Assignment — Which lines in the data contain the word "info"? Please copy each of them.

Extracted data —

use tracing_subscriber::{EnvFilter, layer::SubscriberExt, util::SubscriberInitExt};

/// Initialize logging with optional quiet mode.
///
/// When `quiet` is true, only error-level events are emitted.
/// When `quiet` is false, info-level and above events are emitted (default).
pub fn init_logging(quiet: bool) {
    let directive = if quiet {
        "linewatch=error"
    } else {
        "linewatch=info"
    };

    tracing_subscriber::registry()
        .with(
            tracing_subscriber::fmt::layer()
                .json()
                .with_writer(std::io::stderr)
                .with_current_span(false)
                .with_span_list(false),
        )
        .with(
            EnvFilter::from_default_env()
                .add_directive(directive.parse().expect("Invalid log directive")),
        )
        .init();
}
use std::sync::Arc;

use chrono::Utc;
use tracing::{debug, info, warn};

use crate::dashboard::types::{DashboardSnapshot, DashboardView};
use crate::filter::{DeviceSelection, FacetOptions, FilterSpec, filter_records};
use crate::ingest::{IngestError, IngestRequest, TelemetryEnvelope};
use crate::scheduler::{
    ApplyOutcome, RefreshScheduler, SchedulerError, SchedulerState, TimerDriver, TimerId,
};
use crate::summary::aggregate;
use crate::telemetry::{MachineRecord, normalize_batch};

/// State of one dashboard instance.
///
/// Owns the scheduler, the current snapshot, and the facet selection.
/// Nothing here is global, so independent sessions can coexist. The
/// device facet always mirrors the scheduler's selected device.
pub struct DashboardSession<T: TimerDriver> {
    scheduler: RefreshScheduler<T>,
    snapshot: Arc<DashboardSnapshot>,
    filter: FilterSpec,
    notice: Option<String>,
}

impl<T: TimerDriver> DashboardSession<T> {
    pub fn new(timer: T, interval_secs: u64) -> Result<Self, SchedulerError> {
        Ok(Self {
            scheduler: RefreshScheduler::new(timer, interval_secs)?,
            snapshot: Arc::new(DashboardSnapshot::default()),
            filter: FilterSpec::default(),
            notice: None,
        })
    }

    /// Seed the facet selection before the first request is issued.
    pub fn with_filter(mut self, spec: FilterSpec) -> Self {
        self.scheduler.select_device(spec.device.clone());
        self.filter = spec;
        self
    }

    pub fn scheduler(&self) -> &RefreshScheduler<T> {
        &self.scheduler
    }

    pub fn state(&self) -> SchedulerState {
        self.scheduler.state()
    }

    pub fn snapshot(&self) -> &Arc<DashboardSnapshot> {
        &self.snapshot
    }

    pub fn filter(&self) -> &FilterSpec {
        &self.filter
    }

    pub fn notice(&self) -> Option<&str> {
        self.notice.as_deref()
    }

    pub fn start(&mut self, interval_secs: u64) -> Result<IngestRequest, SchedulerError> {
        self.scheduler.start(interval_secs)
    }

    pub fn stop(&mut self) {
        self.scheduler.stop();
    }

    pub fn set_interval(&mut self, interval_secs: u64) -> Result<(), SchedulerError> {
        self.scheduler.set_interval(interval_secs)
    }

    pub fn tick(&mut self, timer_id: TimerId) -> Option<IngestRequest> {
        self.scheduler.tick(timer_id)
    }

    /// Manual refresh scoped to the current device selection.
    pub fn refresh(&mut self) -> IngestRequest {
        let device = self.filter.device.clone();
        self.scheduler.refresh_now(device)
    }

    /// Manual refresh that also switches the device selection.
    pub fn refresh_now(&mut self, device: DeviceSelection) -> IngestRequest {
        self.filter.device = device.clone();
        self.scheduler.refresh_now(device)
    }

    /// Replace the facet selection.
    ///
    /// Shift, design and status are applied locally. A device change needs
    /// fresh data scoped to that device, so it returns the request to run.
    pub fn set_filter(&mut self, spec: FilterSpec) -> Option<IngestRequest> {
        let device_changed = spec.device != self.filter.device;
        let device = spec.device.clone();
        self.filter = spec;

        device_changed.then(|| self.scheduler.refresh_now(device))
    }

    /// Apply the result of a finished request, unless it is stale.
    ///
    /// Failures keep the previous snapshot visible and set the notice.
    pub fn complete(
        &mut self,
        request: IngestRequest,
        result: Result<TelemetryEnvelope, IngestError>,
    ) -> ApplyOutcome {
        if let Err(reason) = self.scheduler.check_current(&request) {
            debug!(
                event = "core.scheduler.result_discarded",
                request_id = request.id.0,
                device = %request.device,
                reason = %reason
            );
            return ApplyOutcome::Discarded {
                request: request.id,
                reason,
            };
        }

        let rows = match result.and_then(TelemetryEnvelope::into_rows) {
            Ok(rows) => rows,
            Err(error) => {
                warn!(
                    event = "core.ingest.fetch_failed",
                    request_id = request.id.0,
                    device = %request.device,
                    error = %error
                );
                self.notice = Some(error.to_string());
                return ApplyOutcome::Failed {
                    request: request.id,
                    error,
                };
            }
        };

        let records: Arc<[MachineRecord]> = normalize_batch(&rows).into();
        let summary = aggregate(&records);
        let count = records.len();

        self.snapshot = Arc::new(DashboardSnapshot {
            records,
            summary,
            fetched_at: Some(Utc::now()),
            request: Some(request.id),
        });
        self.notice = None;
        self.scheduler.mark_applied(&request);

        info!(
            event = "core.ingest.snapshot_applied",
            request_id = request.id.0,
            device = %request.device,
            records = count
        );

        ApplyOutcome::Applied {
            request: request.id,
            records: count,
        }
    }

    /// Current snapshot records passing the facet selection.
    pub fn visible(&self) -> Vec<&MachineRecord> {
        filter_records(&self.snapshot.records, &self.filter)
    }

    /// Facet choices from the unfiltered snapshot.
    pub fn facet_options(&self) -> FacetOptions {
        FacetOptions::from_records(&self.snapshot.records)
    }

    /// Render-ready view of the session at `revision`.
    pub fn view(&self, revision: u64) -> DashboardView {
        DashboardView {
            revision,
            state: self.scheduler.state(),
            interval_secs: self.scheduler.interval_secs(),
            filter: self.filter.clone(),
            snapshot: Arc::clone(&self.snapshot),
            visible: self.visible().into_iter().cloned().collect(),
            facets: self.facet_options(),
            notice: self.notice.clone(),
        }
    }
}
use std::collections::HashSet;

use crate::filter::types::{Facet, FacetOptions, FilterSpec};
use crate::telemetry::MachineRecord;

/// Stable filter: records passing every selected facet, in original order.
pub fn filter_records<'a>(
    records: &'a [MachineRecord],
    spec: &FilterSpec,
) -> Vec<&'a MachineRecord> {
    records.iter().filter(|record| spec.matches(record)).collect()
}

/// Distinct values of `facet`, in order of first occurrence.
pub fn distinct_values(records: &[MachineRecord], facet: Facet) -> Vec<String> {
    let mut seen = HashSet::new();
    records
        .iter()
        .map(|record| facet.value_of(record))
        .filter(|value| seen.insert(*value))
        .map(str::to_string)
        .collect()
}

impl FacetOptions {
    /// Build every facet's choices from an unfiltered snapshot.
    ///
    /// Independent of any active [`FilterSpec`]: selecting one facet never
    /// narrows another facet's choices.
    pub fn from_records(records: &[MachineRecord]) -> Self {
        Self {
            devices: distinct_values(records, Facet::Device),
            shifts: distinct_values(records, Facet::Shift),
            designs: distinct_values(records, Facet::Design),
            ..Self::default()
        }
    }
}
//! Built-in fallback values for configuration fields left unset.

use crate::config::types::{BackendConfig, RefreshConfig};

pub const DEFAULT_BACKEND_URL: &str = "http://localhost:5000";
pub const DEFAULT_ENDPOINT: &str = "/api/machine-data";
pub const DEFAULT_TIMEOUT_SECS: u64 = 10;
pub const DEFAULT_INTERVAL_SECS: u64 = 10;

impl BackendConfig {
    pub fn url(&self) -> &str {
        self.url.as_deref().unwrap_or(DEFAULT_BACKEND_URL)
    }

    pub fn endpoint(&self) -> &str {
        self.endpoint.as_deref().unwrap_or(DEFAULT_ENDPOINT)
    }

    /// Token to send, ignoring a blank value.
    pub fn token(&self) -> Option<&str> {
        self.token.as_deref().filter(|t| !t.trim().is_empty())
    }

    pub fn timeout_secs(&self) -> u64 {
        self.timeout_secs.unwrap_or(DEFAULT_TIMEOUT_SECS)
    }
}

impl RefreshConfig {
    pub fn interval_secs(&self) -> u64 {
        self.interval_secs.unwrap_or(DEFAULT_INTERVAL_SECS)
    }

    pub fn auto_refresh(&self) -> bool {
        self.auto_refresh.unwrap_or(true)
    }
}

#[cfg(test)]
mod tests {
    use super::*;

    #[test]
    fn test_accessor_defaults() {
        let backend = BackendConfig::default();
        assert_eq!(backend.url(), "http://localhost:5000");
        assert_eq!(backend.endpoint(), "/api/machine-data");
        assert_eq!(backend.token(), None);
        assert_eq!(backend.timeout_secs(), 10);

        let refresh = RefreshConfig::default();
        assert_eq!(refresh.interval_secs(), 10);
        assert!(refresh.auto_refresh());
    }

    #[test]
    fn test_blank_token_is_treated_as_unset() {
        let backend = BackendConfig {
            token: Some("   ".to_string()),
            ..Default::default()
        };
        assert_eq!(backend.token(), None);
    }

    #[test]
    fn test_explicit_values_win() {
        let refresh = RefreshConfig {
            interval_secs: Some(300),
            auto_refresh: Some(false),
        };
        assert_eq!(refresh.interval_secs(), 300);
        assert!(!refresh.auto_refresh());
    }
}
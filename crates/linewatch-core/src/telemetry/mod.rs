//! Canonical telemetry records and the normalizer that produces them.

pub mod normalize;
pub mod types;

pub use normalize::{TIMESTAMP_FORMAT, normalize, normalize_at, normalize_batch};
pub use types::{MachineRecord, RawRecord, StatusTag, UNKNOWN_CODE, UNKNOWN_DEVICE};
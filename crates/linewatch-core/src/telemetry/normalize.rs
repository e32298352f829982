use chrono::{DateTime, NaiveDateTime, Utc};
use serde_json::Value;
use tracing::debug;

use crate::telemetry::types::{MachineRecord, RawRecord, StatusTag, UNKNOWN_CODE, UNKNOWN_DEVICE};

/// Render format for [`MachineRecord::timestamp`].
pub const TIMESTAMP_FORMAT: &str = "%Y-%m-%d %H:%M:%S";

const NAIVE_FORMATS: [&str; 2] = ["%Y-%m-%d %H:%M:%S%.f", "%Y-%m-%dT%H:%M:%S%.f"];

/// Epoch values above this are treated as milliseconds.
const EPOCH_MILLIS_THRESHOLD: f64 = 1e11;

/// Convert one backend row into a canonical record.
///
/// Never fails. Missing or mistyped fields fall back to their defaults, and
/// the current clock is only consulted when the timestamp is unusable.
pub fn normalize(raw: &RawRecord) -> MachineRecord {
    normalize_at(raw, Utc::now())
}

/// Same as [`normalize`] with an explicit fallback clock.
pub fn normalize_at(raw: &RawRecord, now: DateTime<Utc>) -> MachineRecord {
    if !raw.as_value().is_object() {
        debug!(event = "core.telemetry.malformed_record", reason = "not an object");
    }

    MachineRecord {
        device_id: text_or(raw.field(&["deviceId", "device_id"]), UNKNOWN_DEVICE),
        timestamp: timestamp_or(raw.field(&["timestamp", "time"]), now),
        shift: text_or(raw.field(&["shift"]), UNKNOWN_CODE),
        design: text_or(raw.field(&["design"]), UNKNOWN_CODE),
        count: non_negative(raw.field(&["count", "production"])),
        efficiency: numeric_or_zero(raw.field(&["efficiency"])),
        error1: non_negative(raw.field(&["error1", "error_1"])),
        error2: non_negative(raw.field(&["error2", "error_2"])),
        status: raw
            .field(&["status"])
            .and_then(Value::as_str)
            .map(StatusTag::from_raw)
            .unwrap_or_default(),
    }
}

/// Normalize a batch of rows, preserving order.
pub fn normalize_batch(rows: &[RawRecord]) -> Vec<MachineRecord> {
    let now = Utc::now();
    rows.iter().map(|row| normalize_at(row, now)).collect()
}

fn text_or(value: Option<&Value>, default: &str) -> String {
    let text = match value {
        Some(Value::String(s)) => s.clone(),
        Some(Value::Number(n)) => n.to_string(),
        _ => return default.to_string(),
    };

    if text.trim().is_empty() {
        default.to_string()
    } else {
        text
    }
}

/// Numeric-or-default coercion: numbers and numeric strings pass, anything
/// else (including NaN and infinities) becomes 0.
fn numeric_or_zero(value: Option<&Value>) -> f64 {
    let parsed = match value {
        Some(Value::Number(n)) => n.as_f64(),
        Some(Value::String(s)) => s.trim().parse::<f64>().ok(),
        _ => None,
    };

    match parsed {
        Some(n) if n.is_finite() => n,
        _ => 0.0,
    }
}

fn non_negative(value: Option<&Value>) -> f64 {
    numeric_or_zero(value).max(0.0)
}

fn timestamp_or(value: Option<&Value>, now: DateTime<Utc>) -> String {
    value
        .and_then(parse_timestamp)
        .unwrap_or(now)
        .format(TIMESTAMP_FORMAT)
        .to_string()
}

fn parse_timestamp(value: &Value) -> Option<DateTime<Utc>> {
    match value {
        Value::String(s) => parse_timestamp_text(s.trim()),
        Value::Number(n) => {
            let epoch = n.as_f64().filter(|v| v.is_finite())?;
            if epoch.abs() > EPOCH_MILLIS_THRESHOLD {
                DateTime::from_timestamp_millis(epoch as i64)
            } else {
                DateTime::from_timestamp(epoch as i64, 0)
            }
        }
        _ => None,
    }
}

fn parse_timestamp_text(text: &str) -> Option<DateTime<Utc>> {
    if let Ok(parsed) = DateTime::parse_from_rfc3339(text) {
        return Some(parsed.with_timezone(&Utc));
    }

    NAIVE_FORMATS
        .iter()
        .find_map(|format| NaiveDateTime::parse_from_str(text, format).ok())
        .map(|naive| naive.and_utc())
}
--
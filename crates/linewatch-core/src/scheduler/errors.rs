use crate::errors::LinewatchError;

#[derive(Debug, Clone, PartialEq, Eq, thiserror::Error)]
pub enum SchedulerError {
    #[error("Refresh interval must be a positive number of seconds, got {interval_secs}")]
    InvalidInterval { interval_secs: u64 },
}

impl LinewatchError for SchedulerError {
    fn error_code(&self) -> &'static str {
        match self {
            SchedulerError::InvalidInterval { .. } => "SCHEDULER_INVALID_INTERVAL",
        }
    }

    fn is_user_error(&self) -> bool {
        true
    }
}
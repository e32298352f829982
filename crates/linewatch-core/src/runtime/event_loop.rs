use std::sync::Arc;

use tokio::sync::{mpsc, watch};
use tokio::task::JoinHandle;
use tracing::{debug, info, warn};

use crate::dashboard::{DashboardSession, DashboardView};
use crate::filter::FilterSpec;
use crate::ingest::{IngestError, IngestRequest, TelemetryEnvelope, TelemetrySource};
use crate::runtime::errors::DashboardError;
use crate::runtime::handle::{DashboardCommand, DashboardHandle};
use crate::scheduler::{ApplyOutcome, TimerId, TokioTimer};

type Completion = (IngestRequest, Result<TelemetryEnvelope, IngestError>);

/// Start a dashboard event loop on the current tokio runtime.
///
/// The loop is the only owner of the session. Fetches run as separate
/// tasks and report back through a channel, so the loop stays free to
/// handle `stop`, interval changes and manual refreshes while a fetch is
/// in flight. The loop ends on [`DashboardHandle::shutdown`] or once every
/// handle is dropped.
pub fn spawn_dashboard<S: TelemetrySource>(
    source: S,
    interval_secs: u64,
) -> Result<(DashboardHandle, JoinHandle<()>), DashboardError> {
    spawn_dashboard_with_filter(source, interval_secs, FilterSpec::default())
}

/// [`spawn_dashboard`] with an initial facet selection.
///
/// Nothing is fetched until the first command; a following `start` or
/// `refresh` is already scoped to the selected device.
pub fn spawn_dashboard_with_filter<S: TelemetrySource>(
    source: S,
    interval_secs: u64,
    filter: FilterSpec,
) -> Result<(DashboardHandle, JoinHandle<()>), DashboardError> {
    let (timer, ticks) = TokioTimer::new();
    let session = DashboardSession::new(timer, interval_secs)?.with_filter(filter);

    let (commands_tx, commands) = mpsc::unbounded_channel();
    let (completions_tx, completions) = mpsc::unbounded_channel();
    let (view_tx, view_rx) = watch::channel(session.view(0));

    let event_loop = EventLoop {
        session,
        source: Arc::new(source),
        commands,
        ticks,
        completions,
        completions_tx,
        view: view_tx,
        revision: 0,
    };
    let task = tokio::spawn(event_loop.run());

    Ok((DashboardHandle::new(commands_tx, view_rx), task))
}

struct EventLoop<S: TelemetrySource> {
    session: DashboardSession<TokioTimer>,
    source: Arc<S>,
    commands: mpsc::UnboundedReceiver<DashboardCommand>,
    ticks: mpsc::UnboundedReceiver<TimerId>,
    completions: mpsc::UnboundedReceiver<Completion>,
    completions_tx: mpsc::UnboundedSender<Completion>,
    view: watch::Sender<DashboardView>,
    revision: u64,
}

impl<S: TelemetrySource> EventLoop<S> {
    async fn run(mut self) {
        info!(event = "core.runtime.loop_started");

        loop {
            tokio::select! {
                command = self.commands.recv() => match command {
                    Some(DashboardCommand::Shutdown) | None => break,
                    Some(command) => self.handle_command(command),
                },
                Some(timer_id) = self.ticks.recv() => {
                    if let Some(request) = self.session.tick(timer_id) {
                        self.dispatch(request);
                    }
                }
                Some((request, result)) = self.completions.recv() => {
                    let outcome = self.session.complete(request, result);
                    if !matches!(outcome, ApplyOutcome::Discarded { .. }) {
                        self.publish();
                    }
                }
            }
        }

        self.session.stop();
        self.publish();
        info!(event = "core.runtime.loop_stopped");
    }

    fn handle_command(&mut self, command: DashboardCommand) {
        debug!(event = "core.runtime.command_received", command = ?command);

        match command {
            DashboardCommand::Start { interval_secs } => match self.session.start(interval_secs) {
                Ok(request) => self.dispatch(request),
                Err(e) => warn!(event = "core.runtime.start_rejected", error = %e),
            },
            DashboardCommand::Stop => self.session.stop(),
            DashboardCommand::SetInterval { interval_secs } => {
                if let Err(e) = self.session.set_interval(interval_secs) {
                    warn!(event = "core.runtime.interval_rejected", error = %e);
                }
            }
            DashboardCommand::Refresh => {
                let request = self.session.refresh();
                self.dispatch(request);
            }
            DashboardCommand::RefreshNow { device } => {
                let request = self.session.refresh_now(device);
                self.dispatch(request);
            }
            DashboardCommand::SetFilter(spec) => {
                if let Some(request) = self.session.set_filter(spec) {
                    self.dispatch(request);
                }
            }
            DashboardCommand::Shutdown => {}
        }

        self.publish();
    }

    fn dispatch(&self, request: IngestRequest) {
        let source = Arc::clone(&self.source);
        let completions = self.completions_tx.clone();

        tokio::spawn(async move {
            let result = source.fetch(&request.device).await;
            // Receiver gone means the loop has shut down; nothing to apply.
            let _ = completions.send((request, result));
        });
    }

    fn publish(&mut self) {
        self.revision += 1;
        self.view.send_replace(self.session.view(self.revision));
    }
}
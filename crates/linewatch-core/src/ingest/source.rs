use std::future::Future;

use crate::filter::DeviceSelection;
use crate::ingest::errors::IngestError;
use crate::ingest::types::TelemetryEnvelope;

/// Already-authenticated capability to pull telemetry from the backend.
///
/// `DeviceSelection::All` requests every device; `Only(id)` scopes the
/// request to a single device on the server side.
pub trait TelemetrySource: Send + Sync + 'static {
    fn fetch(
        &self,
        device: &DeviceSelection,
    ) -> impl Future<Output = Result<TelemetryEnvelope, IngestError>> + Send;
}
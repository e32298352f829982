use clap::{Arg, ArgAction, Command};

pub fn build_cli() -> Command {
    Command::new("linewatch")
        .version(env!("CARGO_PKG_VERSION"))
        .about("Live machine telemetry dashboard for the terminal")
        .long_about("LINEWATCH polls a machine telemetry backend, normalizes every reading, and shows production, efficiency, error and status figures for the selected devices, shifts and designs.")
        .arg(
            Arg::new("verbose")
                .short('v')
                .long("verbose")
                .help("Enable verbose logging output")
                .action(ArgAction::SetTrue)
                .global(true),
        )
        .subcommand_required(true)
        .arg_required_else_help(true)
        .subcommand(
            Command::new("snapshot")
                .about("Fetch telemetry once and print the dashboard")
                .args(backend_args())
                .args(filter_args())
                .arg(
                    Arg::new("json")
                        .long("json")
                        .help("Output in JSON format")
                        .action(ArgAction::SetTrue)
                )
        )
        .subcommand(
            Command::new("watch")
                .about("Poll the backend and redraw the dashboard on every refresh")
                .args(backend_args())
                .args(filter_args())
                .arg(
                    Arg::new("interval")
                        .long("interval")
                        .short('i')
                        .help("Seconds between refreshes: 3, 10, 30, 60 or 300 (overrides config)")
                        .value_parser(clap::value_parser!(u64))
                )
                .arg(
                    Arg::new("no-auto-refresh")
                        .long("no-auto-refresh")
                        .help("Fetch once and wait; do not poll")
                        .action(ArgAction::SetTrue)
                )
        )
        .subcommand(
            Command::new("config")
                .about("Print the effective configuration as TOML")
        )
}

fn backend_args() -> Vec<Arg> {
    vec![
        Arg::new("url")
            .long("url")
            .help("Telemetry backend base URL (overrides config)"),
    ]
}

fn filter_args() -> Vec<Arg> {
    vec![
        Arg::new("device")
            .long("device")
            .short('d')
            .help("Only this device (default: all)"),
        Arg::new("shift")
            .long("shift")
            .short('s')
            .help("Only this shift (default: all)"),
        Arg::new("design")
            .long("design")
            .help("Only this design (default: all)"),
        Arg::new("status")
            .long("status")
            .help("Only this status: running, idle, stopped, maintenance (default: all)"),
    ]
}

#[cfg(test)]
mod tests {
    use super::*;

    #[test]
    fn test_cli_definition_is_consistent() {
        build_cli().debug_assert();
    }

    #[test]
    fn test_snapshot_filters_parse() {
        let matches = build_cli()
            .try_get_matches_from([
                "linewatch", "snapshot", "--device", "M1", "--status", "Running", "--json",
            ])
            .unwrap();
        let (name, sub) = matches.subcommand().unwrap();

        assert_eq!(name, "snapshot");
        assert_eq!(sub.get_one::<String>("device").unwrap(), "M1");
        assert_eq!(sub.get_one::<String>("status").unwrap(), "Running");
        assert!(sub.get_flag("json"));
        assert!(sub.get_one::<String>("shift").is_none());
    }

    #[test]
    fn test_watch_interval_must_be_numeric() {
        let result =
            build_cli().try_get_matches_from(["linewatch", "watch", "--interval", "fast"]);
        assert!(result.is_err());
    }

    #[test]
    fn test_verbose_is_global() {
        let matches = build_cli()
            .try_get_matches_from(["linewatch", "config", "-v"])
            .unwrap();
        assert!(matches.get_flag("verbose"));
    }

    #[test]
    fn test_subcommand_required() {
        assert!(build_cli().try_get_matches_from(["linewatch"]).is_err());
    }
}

Task solution —
/// When `quiet` is false, info-level and above events are emitted (default).
        "linewatch=info"
use tracing::{debug, info, warn};
        info!(
use tracing::{debug, info, warn};
        info!(event = "core.runtime.loop_started");
        info!(event = "core.runtime.loop_stopped");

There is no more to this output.